I am interested in each contemporary plant in my vicinity, and have attained to a certain acquaintance with the larger ones. They are cohabitants with me of this part of the planet, and they bear familiar names. Yet how essentially wild they are! as wild, really, as those strange fossil plants whose impressions I see on my coal. June 5, 1857

The fresh light green shoots of the hemlocks have now grown half an inch or an inch, spotting the trees, contrasting with the dark green of last year's foliage. June 5, 1853

Hemlock bead-work handsome, but hardly yet large ones. June 5, 1860

Pitch pine out, the first noticed on low land, maybe a day or two. Froth on pitch pine. June 5, 1856

The young pitch pines in Mason's pasture are a glorious sight, now most of the shoots grown six inches, so soft and blue-green, nearly as wide as high. It is nature's front yard. June 5, 1853

The evergreens now look even black by contrast with the sea of fresh and light-green foliage which surrounds them. June 5, 1854

Children have been to the Cliffs and woven wreaths or chaplets of oak leaves, which they have left, for they were unconsciously attracted by the beauty of the leaves now. June 5, 1854

Some apparent beach plum (?) almost completely out of bloom, ten to twelve feet high, along the wall behind Adolphus Clark's. This is the largest I know of. June 5, 1857

The mocker-nuts on Mrs. Ripley's hill apparently a day or more. June 5, 1857 

Green oak-balls. June 5, 1855 

Pincushion gall on oak. June 5, 1857

Clasping hound's-tongue in garden. June 5, 1858

Can our second gooseberry in garden be the R. rotundifolium? June 5, 1858

Cat-briar in flower, how long? . June 5, 1859

The new white maple leaves look reddish, and at a distance brown, as if they had not put out yet. June 5, 1859

Some red maples are much more fertile than others.
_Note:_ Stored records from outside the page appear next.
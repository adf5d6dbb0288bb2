//! Error types shared across the egress workspace.

use std::error::Error;
use std::fmt;

/// Which input slice of an update failed length validation.
#[derive(Clone, Copy, Debug, PartialEq, Eq)]
pub enum UpdateInput {
    /// Interleaved `[x0, y0, x1, y1, ...]` agent positions.
    Positions,
    /// Per-agent evacuated flags.
    Evacuated,
    /// Row-major congestion grid.
    Congestion,
}

impl fmt::Display for UpdateInput {
    fn fmt(&self, f: &mut fmt::Formatter<'_>) -> fmt::Result {
        match self {
            Self::Positions => write!(f, "positions"),
            Self::Evacuated => write!(f, "evacuated"),
            Self::Congestion => write!(f, "congestion"),
        }
    }
}

/// Errors from applying an update to a state buffer.
#[derive(Clone, Copy, Debug, PartialEq, Eq)]
pub enum UpdateError {
    /// An input slice length does not match the buffer's configured
    /// shape. Nothing was copied: the previously published frame stays
    /// intact and readable.
    SizeMismatch {
        /// The offending input slice.
        input: UpdateInput,
        /// Length implied by the buffer configuration.
        expected: usize,
        /// Length actually supplied.
        actual: usize,
    },
}

impl fmt::Display for UpdateError {
    fn fmt(&self, f: &mut fmt::Formatter<'_>) -> fmt::Result {
        match self {
            Self::SizeMismatch {
                input,
                expected,
                actual,
            } => {
                write!(
                    f,
                    "{input} input has length {actual}, expected {expected}"
                )
            }
        }
    }
}

impl Error for UpdateError {}

#[cfg(test)]
mod tests {
    use super::*;

    #[test]
    fn size_mismatch_display_names_the_input() {
        let err = UpdateError::SizeMismatch {
            input: UpdateInput::Positions,
            expected: 6,
            actual: 4,
        };
        let msg = format!("{err}");
        assert!(msg.contains("positions"));
        assert!(msg.contains('6'));
        assert!(msg.contains('4'));
    }

    #[test]
    fn update_error_is_std_error() {
        fn takes_error(_: &dyn Error) {}
        takes_error(&UpdateError::SizeMismatch {
            input: UpdateInput::Congestion,
            expected: 100,
            actual: 99,
        });
    }
}
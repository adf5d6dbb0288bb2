//! Read-only frame views over the published bank.
//!
//! [`Frame`] borrows from a [`crate::StateBuffer`] and is the primary
//! query interface for render loops. [`OwnedFrame`] clones the
//! published data for use across thread boundaries. Both implement
//! [`FrameAccess`], where the point-query policy lives.

use egress_core::{Agent, FrameAccess, Generation, GridDims};

use crate::bank::StateBank;

/// A read-only view of the published bank.
///
/// # Lifetime
///
/// `'a` is the borrow of the `StateBuffer`. Because updates take
/// `&mut self` on the buffer, no frame can be alive across an `apply`
/// — the data under a frame never changes.
pub struct Frame<'a> {
    /// The published bank.
    bank: &'a StateBank,
    /// Congestion grid shape.
    dims: GridDims,
    /// Publish counter at view creation.
    generation: Generation,
}

impl<'a> Frame<'a> {
    /// Create a new frame view.
    pub(crate) fn new(bank: &'a StateBank, dims: GridDims, generation: Generation) -> Self {
        Self {
            bank,
            dims,
            generation,
        }
    }
}

impl FrameAccess for Frame<'_> {
    fn time(&self) -> f64 {
        self.bank.time
    }

    fn generation(&self) -> Generation {
        self.generation
    }

    fn dims(&self) -> GridDims {
        self.dims
    }

    fn agent_count(&self) -> usize {
        self.bank.agents.len()
    }

    fn agents(&self) -> &[Agent] {
        &self.bank.agents
    }

    fn congestion(&self) -> &[f32] {
        &self.bank.congestion
    }
}

/// An owned, thread-safe copy of a published frame.
///
/// Unlike [`Frame`], which borrows from the `StateBuffer`, this type
/// owns a clone of the bank. That makes it `Send + Sync`, so a host can
/// hand it to a render or IO thread while the simulation thread keeps
/// applying updates.
///
/// Created by [`crate::StateBuffer::owned_frame`].
pub struct OwnedFrame {
    /// Cloned bank data.
    bank: StateBank,
    /// Congestion grid shape.
    dims: GridDims,
    /// Publish counter at the time of the copy.
    generation: Generation,
}

// Compile-time assertion: OwnedFrame must be Send + Sync.
const _: fn() = || {
    fn assert<T: Send + Sync>() {}
    assert::<OwnedFrame>();
};

impl OwnedFrame {
    /// Create a new owned frame from cloned bank data.
    pub(crate) fn new(bank: StateBank, dims: GridDims, generation: Generation) -> Self {
        Self {
            bank,
            dims,
            generation,
        }
    }
}

impl FrameAccess for OwnedFrame {
    fn time(&self) -> f64 {
        self.bank.time
    }

    fn generation(&self) -> Generation {
        self.generation
    }

    fn dims(&self) -> GridDims {
        self.dims
    }

    fn agent_count(&self) -> usize {
        self.bank.agents.len()
    }

    fn agents(&self) -> &[Agent] {
        &self.bank.agents
    }

    fn congestion(&self) -> &[f32] {
        &self.bank.congestion
    }
}
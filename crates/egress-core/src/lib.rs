//! Core types and traits for the egress visualization state buffer.
//!
//! This is the leaf crate with zero internal dependencies. It defines
//! the strongly-typed identifiers, the per-agent and grid records, the
//! shared error types, and the [`FrameAccess`] read contract used
//! throughout the egress workspace.

#![deny(missing_docs)]
#![deny(rustdoc::broken_intra_doc_links)]
#![forbid(unsafe_code)]

pub mod agent;
pub mod error;
pub mod grid;
pub mod id;
pub mod traits;

// Public re-exports for the primary API surface.
pub use agent::Agent;
pub use error::{UpdateError, UpdateInput};
pub use grid::GridDims;
pub use id::{AgentId, Generation};
pub use traits::FrameAccess;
Their keys are now very conspicuous. But such trees have comparatively few leaves and have grown but little as yet. June 5, 1857

The larch cones are still very beautiful against the light, but some cones, I perceive, are merely green. June 5, 1857

The larch cones appear not so red yet as they will be. June 5, 1852

The lupine is now in its glory. It is the more important because it occurs in such extensive patches, . . ., and of such a pleasing variety of colors, - purple, pink, or lilac, and white, - especially with the sun on it, when the transparency of the flower makes its color changeable. June 5, 1852

It paints a whole hillside with its blue, . . .. Its leaf was made to be covered with dewdrops. June 5, 1852

No other flowers exhibit so much blue. That is the value of the lupine. The earth is blued with them. June 5, 1852 

When the lady’s-slipper and the wild pink have come out in sunny places on the hillsides, then the summer is begun according to the clock of the seasons. June 5, 1850 


Everywhere now in dry pitch pine woods stand the red lady’s-slippers over the red pine leaves on the forest floor, rejoicing in June, with their two broad curving green leaves. June 5, 1856 

This while rye begins to wave richly in the fields. June 5, 1856

The common cerastium is in tufts, spreading, a darker green and much larger, hairy but not glutinous, pods but little longer than calyx (as yet) and upright. June 5, 1856

I find one Vaccinium Oxycoccus open. The petals are not white like the common, but pink like the bud. June 5, 1857

That low reedy sedge about the edge of the central pool in the swamp is just out of bloom and shows the seeds. June 5, 1857

Ranunculus repens
in prime. June 5, 1855

Some oxalis done, say two or three days, on ditch bank. June 5, 1855

Yellow clover well out some days. June 5, 1855

Yellow Bethlehem-star in prime. . June 5, 1855

Aphyllon, or orobanche, well out apparently several days. June 5, 1855

Nuphar Kalmiana budded above water. June 5, 1855

Green-briar flower out apparently two or three days. June 5, 1855

Golden senecio is not uncommon now. June 6, 1858

Low blackberry out in low ground. June 5, 1855 

June 5, 2018

Lamb-kill. June 5, 1857

The sidesaddle- flowers. June 5, 1852

Side-flowering sandwort apparently three days out in Clamshell flat meadow .June 5, 1855

Common cress well out along river June 5, 1855

Flowering ferns, reddish-green, show on meadows. June 5, 1855

Achillea Millefolium. Black cherry, apparently yesterday. June 5,

A bird, probably a song sparrow. . . flew up from between my feet, and I soon found its nest remarkably concealed. It was under the thickest of the dry river wreck, with an entry low on one side, full five inches long and very obscure. On looking close I detected the eggs from above by looking down through some openings in the wreck about as big as sparrows’ eggs, through which I saw the eggs, five in number. I never saw the nest so perfectly concealed. June 5, 1855 f

A brown thrasher’s nest with four eggs considerably developed, under a small white pine on the old north edge of the desert, lined with root-fibres. The bird utters its peculiar tchuck near by. June 5, 1856

A blue jay’s nest on a white pine, eight feet from ground, next to the stem, of twigs lined with root-fibres; three fresh eggs, dark dull greenish, with dusky spots equally distributed all over, . . . . Jay screams as usual. Sat till I got within ten feet at first. June 5, 1856

A yellowbird's nest; four eggs, developed. June 5, 1859

Pigeon woodpecker's nest in a hollow black willow over river; six eggs, almost hatched.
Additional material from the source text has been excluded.